Messrs. Daniel Crawford and Jason Drory

Division of Corporation Finance

Office of Life Sciences

U.S. Securities and Exchange Commission

100 F Street, NE

Washington, DC 20549

 

Re:

Plus Therapeutics, Inc.

Preliminary Proxy Statement on Schedule 14A

Filed March 14, 2025

File No. 001-34375

Dear Messrs. Crawford and Drory:

On behalf of Plus Therapeutics, Inc. (the “Company”), this letter responds to comments made by the staff (the “Staff”) of the Securities and Exchange Commission (the “Commission”) regarding the Company’s above-referenced preliminary proxy statement in the Staff’s letter dated March 24, 2025. The Company has also filed an amended preliminary proxy statement on the date hereof (the “Amended Preliminary Proxy Statement”).

Set forth below are the Staff’s numbered comments in italic type, followed by the response to each comment submitted on behalf of the Company.

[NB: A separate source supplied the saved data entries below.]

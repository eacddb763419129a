//! Registry hooks for observing object creation and collection.
//!
//! Hooks let external observers (audit logs, persistence layers, metrics) follow
//! the lifecycle of named objects without the registry knowing about them.

use std::sync::Arc;

use chrono::{DateTime, Utc};

use crate::Result;

/// Context passed to registry hooks.
#[derive(Debug, Clone)]
pub struct ObjectEvent {
    /// Name of the object
    pub name: String,
    /// When the object was created
    pub created_at: DateTime<Utc>,
}

/// Trait for observing object lifecycle events.
///
/// Hooks run synchronously on the thread that caused the event, with no registry
/// lock held, so they may query the registry.
pub trait RegistryHook: Send + Sync {
    /// Called after an object is registered. A connect that creates the object
    /// attaches its connection only after every creation hook has returned.
    ///
    /// An object observed here may still be collected without ever gaining a
    /// subscriber.
    fn on_object_created(&self, _event: &ObjectEvent) -> Result<()> {
        Ok(())
    }

    /// Called after an object is removed from the registry.
    fn on_object_collected(&self, _event: &ObjectEvent) -> Result<()> {
        Ok(())
    }
}

/// A collection of registry hooks executed in registration order.
#[derive(Default, Clone)]
pub struct RegistryHookCollection {
    hooks: Vec<Arc<dyn RegistryHook>>,
}

impl RegistryHookCollection {
    /// Create a new empty hook collection.
    pub fn new() -> Self {
        Self { hooks: Vec::new() }
    }

    /// Add a hook to the collection.
    pub fn add_hook(&mut self, hook: Arc<dyn RegistryHook>) {
        self.hooks.push(hook);
    }

    /// Run every creation hook.
    ///
    /// If a hook fails, execution continues with the remaining hooks and the first
    /// error is returned.
    pub fn object_created(&self, event: &ObjectEvent) -> Result<()> {
        self.run(event, |hook, event| hook.on_object_created(event))
    }

    /// Run every collection hook. Failures are handled as in [`object_created`](Self::object_created).
    pub fn object_collected(&self, event: &ObjectEvent) -> Result<()> {
        self.run(event, |hook, event| hook.on_object_collected(event))
    }

    fn run(
        &self,
        event: &ObjectEvent,
        call: impl Fn(&dyn RegistryHook, &ObjectEvent) -> Result<()>,
    ) -> Result<()> {
        let mut first_error = None;

        for hook in &self.hooks {
            if let Err(e) = call(hook.as_ref(), event) {
                tracing::error!(name = %event.name, "Registry hook failed: {e}");
                if first_error.is_none() {
                    first_error = Some(e);
                }
            }
        }

        match first_error {
            Some(error) => Err(error),
            None => Ok(()),
        }
    }

    /// Get the number of registered hooks.
    pub fn len(&self) -> usize {
        self.hooks.len()
    }

    /// Check if the collection is empty.
    pub fn is_empty(&self) -> bool {
        self.hooks.is_empty()
    }
}
//! CLI argument definitions for the sharedstate binary.

use std::path::PathBuf;

use clap::{Parser, Subcommand, ValueEnum};
use sharedstate::{config::EchoPolicy, constants::DEFAULT_OBJECT_NAME};

/// Whether a writer also receives the broadcast of its own write
#[derive(Debug, Clone, Copy, ValueEnum)]
pub enum Echo {
    /// Broadcast to every subscriber, including the writer (default)
    IncludeOrigin,
    /// Broadcast to every subscriber except the writer
    ExcludeOrigin,
}

impl From<Echo> for EchoPolicy {
    fn from(echo: Echo) -> Self {
        match echo {
            Echo::IncludeOrigin => EchoPolicy::IncludeOrigin,
            Echo::ExcludeOrigin => EchoPolicy::ExcludeOrigin,
        }
    }
}

/// Server-authoritative shared state, replicated to subscribers by path
#[derive(Parser, Debug)]
#[command(name = "sharedstate")]
#[command(about = "sharedstate: server-authoritative shared state replicated by path")]
#[command(version)]
pub struct Cli {
    #[command(subcommand)]
    pub command: Commands,
}

#[derive(Subcommand, Debug)]
pub enum Commands {
    /// Run the sharedstate server
    Serve(ServeArgs),
    /// Check health of a running server
    Health(HealthArgs),
    /// List the objects a running server holds
    Objects(ObjectsArgs),
    /// Print an object's data (or the value at a path)
    Get(GetArgs),
    /// Write a JSON value at a path
    Set(SetArgs),
    /// Follow an object and print every change
    Watch(WatchArgs),
}

/// Arguments for the serve command
#[derive(clap::Args, Debug)]
pub struct ServeArgs {
    /// Port for the state protocol
    #[arg(short, long, default_value_t = 7070, env = "SHAREDSTATE_PORT")]
    pub port: u16,

    /// Port for the HTTP status endpoints
    #[arg(long, default_value_t = 7071, env = "SHAREDSTATE_HTTP_PORT")]
    pub http_port: u16,

    /// Bind address
    #[arg(long, default_value = "0.0.0.0", env = "SHAREDSTATE_HOST")]
    pub host: String,

    /// Echo policy; overrides the config file
    #[arg(long, env = "SHAREDSTATE_ECHO")]
    pub echo: Option<Echo>,

    /// JSON registry configuration file
    #[arg(short, long, env = "SHAREDSTATE_CONFIG")]
    pub config: Option<PathBuf>,
}

/// Arguments for the health command
#[derive(clap::Args, Debug)]
pub struct HealthArgs {
    /// Base URL of the server's HTTP endpoints
    #[arg(long, default_value = "http://127.0.0.1:7071", env = "SHAREDSTATE_URL")]
    pub url: String,

    /// Timeout in seconds
    #[arg(short, long, default_value_t = 5)]
    pub timeout: u64,
}

/// Arguments for the objects command
#[derive(clap::Args, Debug)]
pub struct ObjectsArgs {
    /// Base URL of the server's HTTP endpoints
    #[arg(long, default_value = "http://127.0.0.1:7071", env = "SHAREDSTATE_URL")]
    pub url: String,

    /// Timeout in seconds
    #[arg(short, long, default_value_t = 5)]
    pub timeout: u64,

    /// Print JSON instead of a table
    #[arg(long)]
    pub json: bool,
}

/// Connection options shared by the client commands
#[derive(clap::Args, Debug)]
pub struct ServerArgs {
    /// Server host
    #[arg(long, default_value = "127.0.0.1", env = "SHAREDSTATE_HOST")]
    pub host: String,

    /// Server port
    #[arg(short, long, default_value_t = 7070, env = "SHAREDSTATE_PORT")]
    pub port: u16,
}

impl ServerArgs {
    pub fn address(&self) -> String {
        format!("{}:{}", self.host, self.port)
    }
}

/// Arguments for the get command
#[derive(clap::Args, Debug)]
pub struct GetArgs {
    /// Object name
    #[arg(default_value = DEFAULT_OBJECT_NAME)]
    pub name: String,

    /// Dotted path inside the object; omit for the whole object
    pub path: Option<String>,

    #[command(flatten)]
    pub server: ServerArgs,
}

/// Arguments for the set command
#[derive(clap::Args, Debug)]
pub struct SetArgs {
    /// Object name
    pub name: String,

    /// Dotted path inside the object; use "" to replace the whole object
    pub path: String,

    /// Value as JSON; anything that does not parse is stored as a string
    pub value: String,

    #[command(flatten)]
    pub server: ServerArgs,
}

/// Arguments for the watch command
#[derive(clap::Args, Debug)]
pub struct WatchArgs {
    /// Object name
    #[arg(default_value = DEFAULT_OBJECT_NAME)]
    pub name: String,

    /// Create the object if it does not exist
    #[arg(long)]
    pub create: bool,

    #[command(flatten)]
    pub server: ServerArgs,
}
use serde::Serialize;
use std::fmt;

use crate::domain::image::InvalidImageFormat;

// Closed set of failure categories reported to clients alongside the message.
// Serializing here is a dependency leak, but it keeps the wire names in one place.
#[derive(Debug, Clone, Copy, PartialEq, Eq, Serialize)]
#[serde(rename_all = "snake_case")]
pub enum ErrorKind {
    Validation,
    InvalidImageFormat,
    Configuration,
    UpstreamEmptyResponse,
    UpstreamNoImage,
    UpstreamCallFailure,
}

// Failures raised by a model service adapter.
#[derive(Debug, Clone, PartialEq, Eq)]
pub enum ModelError {
    MissingCredential,
    Transport(String),
    Upstream { status: u16, message: Option<String> },
    Decode(String),
}

impl fmt::Display for ModelError {
    fn fmt(&self, f: &mut fmt::Formatter<'_>) -> fmt::Result {
        match self {
            ModelError::MissingCredential => write!(f, "Gemini API key not configured"),
            ModelError::Transport(err) => write!(f, "model transport error: {err}"),
            ModelError::Upstream { status, message } => {
                if let Some(message) = message {
                    write!(f, "model upstream error {status}: {message}")
                } else {
                    write!(f, "model upstream error {status}")
                }
            }
            ModelError::Decode(err) => write!(f, "model response decode error: {err}"),
        }
    }
}

impl std::error::Error for ModelError {}

// Every way a visualization request can fail.
#[derive(Debug, Clone, PartialEq, Eq)]
pub enum VisualizeError {
    MissingImage,
    InvalidRequest(String),
    InvalidImage(InvalidImageFormat),
    MissingCredential,
    NoCandidates,
    NoContent,
    EmptyText { stage: &'static str },
    NoImageGenerated,
    Model(ModelError),
}

impl VisualizeError {
    pub fn kind(&self) -> ErrorKind {
        match self {
            VisualizeError::MissingImage | VisualizeError::InvalidRequest(_) => {
                ErrorKind::Validation
            }
            VisualizeError::InvalidImage(_) => ErrorKind::InvalidImageFormat,
            VisualizeError::MissingCredential
            | VisualizeError::Model(ModelError::MissingCredential) => ErrorKind::Configuration,
            VisualizeError::NoCandidates
            | VisualizeError::NoContent
            | VisualizeError::EmptyText { .. } => ErrorKind::UpstreamEmptyResponse,
            VisualizeError::NoImageGenerated => ErrorKind::UpstreamNoImage,
            VisualizeError::Model(_) => ErrorKind::UpstreamCallFailure,
        }
    }
}

impl fmt::Display for VisualizeError {
    fn fmt(&self, f: &mut fmt::Formatter<'_>) -> fmt::Result {
        match self {
            VisualizeError::MissingImage => write!(f, "No image provided"),
            VisualizeError::InvalidRequest(reason) => write!(f, "Invalid request body: {reason}"),
            VisualizeError::InvalidImage(err) => write!(f, "Invalid image: {err}"),
            VisualizeError::MissingCredential => write!(f, "Gemini API key not configured"),
            VisualizeError::NoCandidates => write!(f, "No candidates in response"),
            VisualizeError::NoContent => write!(f, "No content or parts in candidate"),
            VisualizeError::EmptyText { stage } => write!(f, "No text in {stage} response"),
            VisualizeError::NoImageGenerated => write!(f, "No image generated in response"),
            VisualizeError::Model(err) => write!(f, "{err}"),
        }
    }
}

impl std::error::Error for VisualizeError {}

impl From<InvalidImageFormat> for VisualizeError {
    fn from(err: InvalidImageFormat) -> Self {
        VisualizeError::InvalidImage(err)
    }
}

impl From<ModelError> for VisualizeError {
    fn from(err: ModelError) -> Self {
        VisualizeError::Model(err)
    }
}
use async_trait::async_trait;

use crate::domain::errors::ModelError;
use crate::domain::image::DecodedImage;

// One unit of model input or output.
#[derive(Debug, Clone, PartialEq, Eq)]
pub enum ContentPart {
    Text(String),
    InlineImage(DecodedImage),
}

impl ContentPart {
    pub fn text(value: impl Into<String>) -> Self {
        ContentPart::Text(value.into())
    }

    pub fn as_image(&self) -> Option<&DecodedImage> {
        match self {
            ContentPart::InlineImage(image) => Some(image),
            ContentPart::Text(_) => None,
        }
    }

    pub fn as_text(&self) -> Option<&str> {
        match self {
            ContentPart::Text(text) => Some(text),
            ContentPart::InlineImage(_) => None,
        }
    }
}

// What the caller wants back from a generation call.
#[derive(Debug, Clone, Copy, PartialEq, Eq)]
pub enum OutputModality {
    Text,
    Image,
}

#[derive(Debug, Clone, PartialEq, Eq)]
pub struct ModelRequest {
    pub model: String,
    pub parts: Vec<ContentPart>,
    pub output: OutputModality,
    pub candidate_count: Option<u32>,
}

impl ModelRequest {
    pub fn new(model: impl Into<String>, parts: Vec<ContentPart>, output: OutputModality) -> Self {
        Self {
            model: model.into(),
            parts,
            output,
            candidate_count: None,
        }
    }

    pub fn with_candidate_count(mut self, count: u32) -> Self {
        self.candidate_count = Some(count);
        self
    }
}

// A candidate with `parts: None` had no content block at all.
#[derive(Debug, Clone, Default, PartialEq, Eq)]
pub struct Candidate {
    pub parts: Option<Vec<ContentPart>>,
}

#[derive(Debug, Clone, Default, PartialEq, Eq)]
pub struct ModelResponse {
    pub candidates: Vec<Candidate>,
}

impl ModelResponse {
    // Text parts of the first candidate joined in order.
    pub fn first_text(&self) -> Option<String> {
        let parts = self.candidates.first()?.parts.as_ref()?;
        let text = parts
            .iter()
            .filter_map(ContentPart::as_text)
            .collect::<Vec<_>>()
            .join("");
        let trimmed = text.trim();
        (!trimmed.is_empty()).then(|| trimmed.to_string())
    }
}

// Port for the generative model service. Orchestration strategies depend on
// this trait, not on the HTTP client behind it.
#[async_trait]
pub trait GenerativeModel: Send + Sync {
    // False when the service credential is missing; callers must not issue
    // requests in that case.
    fn is_configured(&self) -> bool;

    async fn generate_content(&self, request: ModelRequest) -> Result<ModelResponse, ModelError>;
}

Preliminary Proxy Statement on Schedule 14A

General

1. We note your references in your preliminary proxy statement to an “alternative cashless exercise” feature in the Series B Warrants. The term “cashless exercise” is generally understood to allow a warrant holder to exercise a warrant without paying cash for the exercise price and reducing the number of shares receivable by the holder by an amount equal in value to the aggregate exercise price the holder would otherwise pay to exercise the warrant(s). In cashless exercises, it is expected that the warrant holder receives fewer shares than they would if they opted to pay the exercise price in cash. Please clarify your disclosure throughout by revising the references to “alternative cashless exercise” and exclusively using the term “zero exercise price” or another appropriate term that conveys that, in addition to the company receiving no cash upon the “alternative cashless exercise,” the warrant holders would be entitled to receive more shares than they would under the cash exercise terms or the cashless exercise terms of the warrants.


Messrs. Daniel Crawford and Jason Drory

Division of Corporation Finance

April 1, 2025

Page 2

 

In response to the Staff’s comment, the Company revised the disclosure in the Amended Preliminary Proxy Statement (see pp. 13-16 of the Amended Preliminary Proxy Statement).

2. We note your disclosure on page 16 that if stockholders approve the Issuance Proposal, assuming the full exercise of the Warrants at the floor price of $0.132, and assuming the Series B Warrants are exercised on an alternative cashless exercise basis, an aggregate of approximately 1,542,317,700 additional shares of common stock will be issued and the ownership interest of your existing stockholders would be correspondingly reduced. In each instance in your proxy statement where you describe Proposal 2, which is asking stockholders to approve the issuance of the common stock underlying such warrants, please clarify the total number of Series A and Series B warrants that were issued and the total number of common stock that may be issuable upon the exercise of those warrants, using the assumptions you disclose on page 16.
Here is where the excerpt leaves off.